Quick Summary:  This article describes a way to determine the effective average impedance of a pair of  headphones or a speaker.  This is the optimum resistance with which to drive the headphones or speaker to obtain the maximum possible volume.

The magnitude of headphone or speaker impedance varies widely over the audio frequency range, being partly resistive and partly reactive.  A 'Fixed Insertion Loss Variable Output Resistance Attenuator'  (FILVORA) can be used to indicate the effective average value of this impedance, over that frequency range.

The first section of this Article refers to the measurement of mono headphones and individual speakers by using a FILVORA.  The second section describes how to use the FILVORA to determine the effective average impedance of each element in a stereo headset.  The third section describes how the FILVORA was designed.

To use the FILVORA, connect a source of audio voice or music to the input jack J1. (I use the output jack of a transistor radio for my source.)   Connect the plug of the mono headphone set or speaker to be measured to the output jack J2 of the FILVORA.  Adjust the switch for the loudest volume.  The correct setting indicates the average impedance is very broad and somewhat hard to determine.  Call it P2.  Rotate the switch in one direction from P2 for a small reduction in volume to position P1 (generally a two positions movement), then in the other direction from P2 by two positions  to P3.  If the volume at P1 and P3 are the same, P2 indicates the average impedance of the headset.  If the volume at P1 and P3 is not the same, increment both the P1 and P3 settings ccw or cc by one position.  When you obtain the same volume at the new P1 and P3 positions, you are done.  The average headphone impedance is the calibration indication of the switch at point P2.  Sometimes equal volume settings cannot be obtained with switch settings five positions apart.  If this is the case, try to get equal volume settings four positions apart.  If this is done, the average impedance is equal to the geometric mean of the settings of P1 and P3. (Take the square root of the product of the calibration readings at P1 and P3.)

It is interesting to note,  that with magnetic elements, setting the switch to a high source resistance tends to emphasize the treble and reduce the bass response, compared to the response where the source matches the average impedance of the element.  Setting the switch to a low resistance does the reverse.  This setting rolls off the highs, and relatively speaking, emphasizes the bass..  With ceramic or crystal elements, a high source resistance tends to emphasize the bass response.  A low source tends to roll it off.

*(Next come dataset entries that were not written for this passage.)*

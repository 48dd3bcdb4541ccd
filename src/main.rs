use std::sync::Arc;

use anyhow::Context;
use dotenvy::dotenv;
use tokio::signal;
use tokio::sync::{broadcast, watch};
use tracing::{info, warn};
use tracing_appender::non_blocking::WorkerGuard;
use tracing_subscriber::EnvFilter;

use notify_sync::api::ApiClient;
use notify_sync::config::Config;
use notify_sync::coordinator::{CoordinatorSettings, NotificationCoordinator, NotificationState};
use notify_sync::storage::{DeviceIdentity, FileStore};
use notify_sync::utils::time::format_relative;

#[tokio::main]
async fn main() -> anyhow::Result<()> {
    dotenv().ok();

    Config::init()?;
    let config = Config::get().context("config not initialized")?;
    let _guard = init_tracing(&config)?;

    let client = Arc::new(ApiClient::new(&config)?);
    let identity = DeviceIdentity::new(Arc::new(FileStore::new(config.storage_path.clone())));
    info!(
        api_url = client.base_url(),
        device_id = %identity.device_id()?,
        authenticated = client.access_token().is_some(),
        "🚀 notify-sync starting"
    );

    let coordinator = NotificationCoordinator::new(
        client.clone(),
        identity,
        CoordinatorSettings::from(config.as_ref()),
    );
    coordinator.start();

    if client.access_token().is_some() {
        if let Ok(items) = coordinator.fetch_notifications(config.page_size, 0).await {
            info!(count = items.len(), "inbox loaded");
        }
    }

    let (shutdown_tx, _) = broadcast::channel::<()>(1);
    let reporter = tokio::spawn(report_changes(coordinator.subscribe(), shutdown_tx.subscribe()));

    shutdown_signal().await;
    let _ = shutdown_tx.send(());

    coordinator.stop().await;
    if let Err(e) = reporter.await {
        warn!(error = %e, "state reporter ended abnormally");
    }
    info!("✅ notify-sync stopped");
    Ok(())
}

fn init_tracing(config: &Config) -> anyhow::Result<Option<WorkerGuard>> {
    let filter = EnvFilter::try_from_default_env().unwrap_or_else(|_| EnvFilter::new("info"));

    match &config.log_dir {
        Some(dir) => {
            std::fs::create_dir_all(dir)
                .with_context(|| format!("creating log directory {}", dir.display()))?;
            let file_appender = tracing_appender::rolling::daily(dir, "notify-sync.log");
            let (non_blocking, guard) = tracing_appender::non_blocking(file_appender);
            tracing_subscriber::fmt()
                .with_env_filter(filter)
                .with_target(true)
                .with_ansi(false)
                .with_writer(non_blocking)
                .init();
            Ok(Some(guard))
        }
        None => {
            tracing_subscriber::fmt()
                .with_env_filter(filter)
                .with_target(true)
                .init();
            Ok(None)
        }
    }
}

async fn shutdown_signal() {
    match signal::ctrl_c().await {
        Ok(()) => info!("Received Ctrl+C, shutting down..."),
        Err(e) => warn!(error = %e, "failed to listen for Ctrl+C, shutting down"),
    }
}

/// Logs badge and popup changes as the store publishes them.
async fn report_changes(
    mut state_rx: watch::Receiver<NotificationState>,
    mut shutdown_rx: broadcast::Receiver<()>,
) {
    let mut last_unread = None;
    let mut last_popup = None;

    loop {
        tokio::select! {
            _ = shutdown_rx.recv() => break,
            changed = state_rx.changed() => {
                if changed.is_err() {
                    break;
                }
            }
        }

        let state = state_rx.borrow_and_update().clone();

        if last_unread != Some(state.unread_count) {
            info!(unread = state.unread_count, "🔔 unread count");
            last_unread = Some(state.unread_count);
        }

        let popup_id = state.popup.as_ref().map(|p| p.notification.id);
        if popup_id != last_popup {
            if let Some(view) = state.popup.as_ref().and_then(|p| p.view()) {
                info!(
                    notification_id = ?popup_id,
                    icon = %view.icon,
                    title = %view.title,
                    message = %view.message,
                    "📣 popup"
                );
            }
            last_popup = popup_id;
        }

        if let Some(newest) = state.notifications.first() {
            if let Some(created_at) = newest.created_at {
                tracing::debug!(
                    newest = newest.id,
                    age = %format_relative(created_at, chrono::Utc::now()),
                    "inbox head"
                );
            }
        }
    }
}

If you are interested in DX reception with headphones and do not have normal hearing, you might want to customize the optimum source resistance for driving your headphones.  This enables using the change in headphone frequency response as a function of headphone driving resistance to partially compensate your own hearing loss curve.  Input a voice signal and reduce its volume to a sufficiently low level such that you judge you understand about 50% of the words.  Readjust the switch to see if you can obtain greater intelligibility at another setting.  If you can, this new switch setting indicates the source resistance with which to drive your headphones to deliver maximum voice intelligibility for your ears.  I call this resistance: Personalized Headphone Impedance (PHI).

Two FILVORA units enable one to compare the actual power sensitivity of two headphones, even if the impedance the two headphones are very different.  A dual unit (DFILVORA) is described in Article #3.
 

The impedance of hi-fi stereo headphones may be checked with the FILVORA.  The average impedance of  the two earpiece elements can be checked by determining the switch position for maximum volume with one of these connections:  (1) The sleeve, to the ring and tip in parallel or (2) the ring to the tip.  Measurement (1) will show one half the average impedance of one earpiece and measurement (2) will give a reading of two times the average impedance of one element. 
 

To create the equations used to calculate the the resistor values for the asymmetrical attenuator 'FILVORA' (it's a minimum loss attenuator at the 100,000 and 10 ohm switch positions), I set up the following requirements:

1. Output resistance range: 10 to 100k ohms, with 12 switch positions.
2. The FILVORA must exhibit the minimum possible insertion loss and a constant input resistance, independent of switch position or load impedance. 
3. The ratio of the output resistance from one switch point to the next shall be constant. 
4. Same insertion loss shall exist on each switch position.

Comments on points 1-4 above:

1. This range covers the span of impedances found in headphones used in transistor radios, up to that found in crystal earpieces.  A 12 position rotary switch was used because it is readily available.
2. The maximum and minimum output resistances are 100,000 and 10 ohms.  For a constant, and minimum insertion loss at all switch positions, this requires the input resistance be: sqrt(100,000*10)=1,000 ohms at each switch position.  The requirement for a constant input resistance is closely met by an equation equating the sum of the 12 resistors in the vertical string equal to 1000 ohms.
3. The ratio is (100,000/10)^(1/11)=2.3101:1.  12 simultaneous equations are necessary to meet this requirement on each switch position.
4. The voltage ratio (loaded output to input) required at each switch point, for constant insertion loss (26 dB), requires 12 simultaneous equations.